Supplied material ▸
.....
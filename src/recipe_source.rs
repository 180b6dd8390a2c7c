//! # Recipe Source
//!
//! Loads recipes from JSON. Two layouts are accepted: a bare array of
//! recipes, or an object with a `recipes` array (the request body shape of
//! the shopping list endpoint).

use crate::errors::GroceryError;
use crate::ingredient_model::Recipe;
use log::{debug, info};
use serde::Deserialize;
use std::fs::File;
use std::io::{BufReader, Read};
use std::path::Path;

#[derive(Deserialize)]
#[serde(untagged)]
enum RecipeDocument {
    List(Vec<Recipe>),
    Wrapped { recipes: Vec<Recipe> },
}

/// Parse recipes from a JSON string
///
/// # Returns
///
/// The recipes in input order, or `GroceryError::InvalidInput` when the JSON
/// is malformed or matches neither layout
pub fn parse_recipes(json: &str) -> Result<Vec<Recipe>, GroceryError> {
    if json.trim().is_empty() {
        return Err(GroceryError::InvalidInput("empty input".to_string()));
    }

    let value: serde_json::Value = serde_json::from_str(json)?;
    let recipes = match serde_json::from_value::<RecipeDocument>(value) {
        Ok(RecipeDocument::List(recipes)) => recipes,
        Ok(RecipeDocument::Wrapped { recipes }) => recipes,
        Err(err) => {
            debug!("Recipe document did not match a known layout: {}", err);
            return Err(GroceryError::InvalidInput(
                "expected an array of recipes or an object with a 'recipes' array".to_string(),
            ));
        }
    };

    debug!("Parsed {} recipes", recipes.len());
    Ok(recipes)
}

/// Read recipes from any reader
pub fn read_recipes<R: Read>(mut reader: R) -> Result<Vec<Recipe>, GroceryError> {
    let mut json = String::new();
    reader.read_to_string(&mut json)?;
    parse_recipes(&json)
}

/// Load recipes from a JSON file
pub fn load_recipes<P: AsRef<Path>>(path: P) -> Result<Vec<Recipe>, GroceryError> {
    let path = path.as_ref();
    info!("Loading recipes from {}", path.display());
    let file = File::open(path)?;
    read_recipes(BufReader::new(file))
}

#[cfg(test)]
mod tests {
    use super::*;

    #[test]
    fn test_bare_array() {
        let recipes = parse_recipes(r#"[{"id": 1, "ingredients": ["2 eggs"]}]"#).unwrap();
        assert_eq!(recipes.len(), 1);
        assert_eq!(recipes[0].identifier(0), "1");
    }

    #[test]
    fn test_wrapped_object() {
        let recipes = parse_recipes(
            r#"{"recipes": [{"id": "a", "ingredients": []}, {"id": "b", "ingredients": []}]}"#,
        )
        .unwrap();
        assert_eq!(recipes.len(), 2);
        assert_eq!(recipes[1].identifier(1), "b");
    }

    #[test]
    fn test_invalid_documents() {
        assert!(matches!(parse_recipes(""), Err(GroceryError::InvalidInput(_))));
        assert!(matches!(parse_recipes("{not json"), Err(GroceryError::InvalidInput(_))));
        assert!(matches!(parse_recipes(r#"{"dishes": []}"#), Err(GroceryError::InvalidInput(_))));
        assert!(matches!(parse_recipes("42"), Err(GroceryError::InvalidInput(_))));
    }

    #[test]
    fn test_read_from_reader() {
        let input = br#"[{"id": 7, "extendedIngredients": [{"name": "milk", "amount": 1, "unit": "cup"}]}]"#;
        let recipes = read_recipes(&input[..]).unwrap();
        assert_eq!(recipes[0].ingredients.len(), 1);
    }
}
.....
Pick out all lines from the data above in which the word "RecipeDocument" appears.

Answer to the problem ▸
enum RecipeDocument {
    let recipes = match serde_json::from_value::<RecipeDocument>(value) {
        Ok(RecipeDocument::List(recipes)) => recipes,
        Ok(RecipeDocument::Wrapped { recipes }) => recipes,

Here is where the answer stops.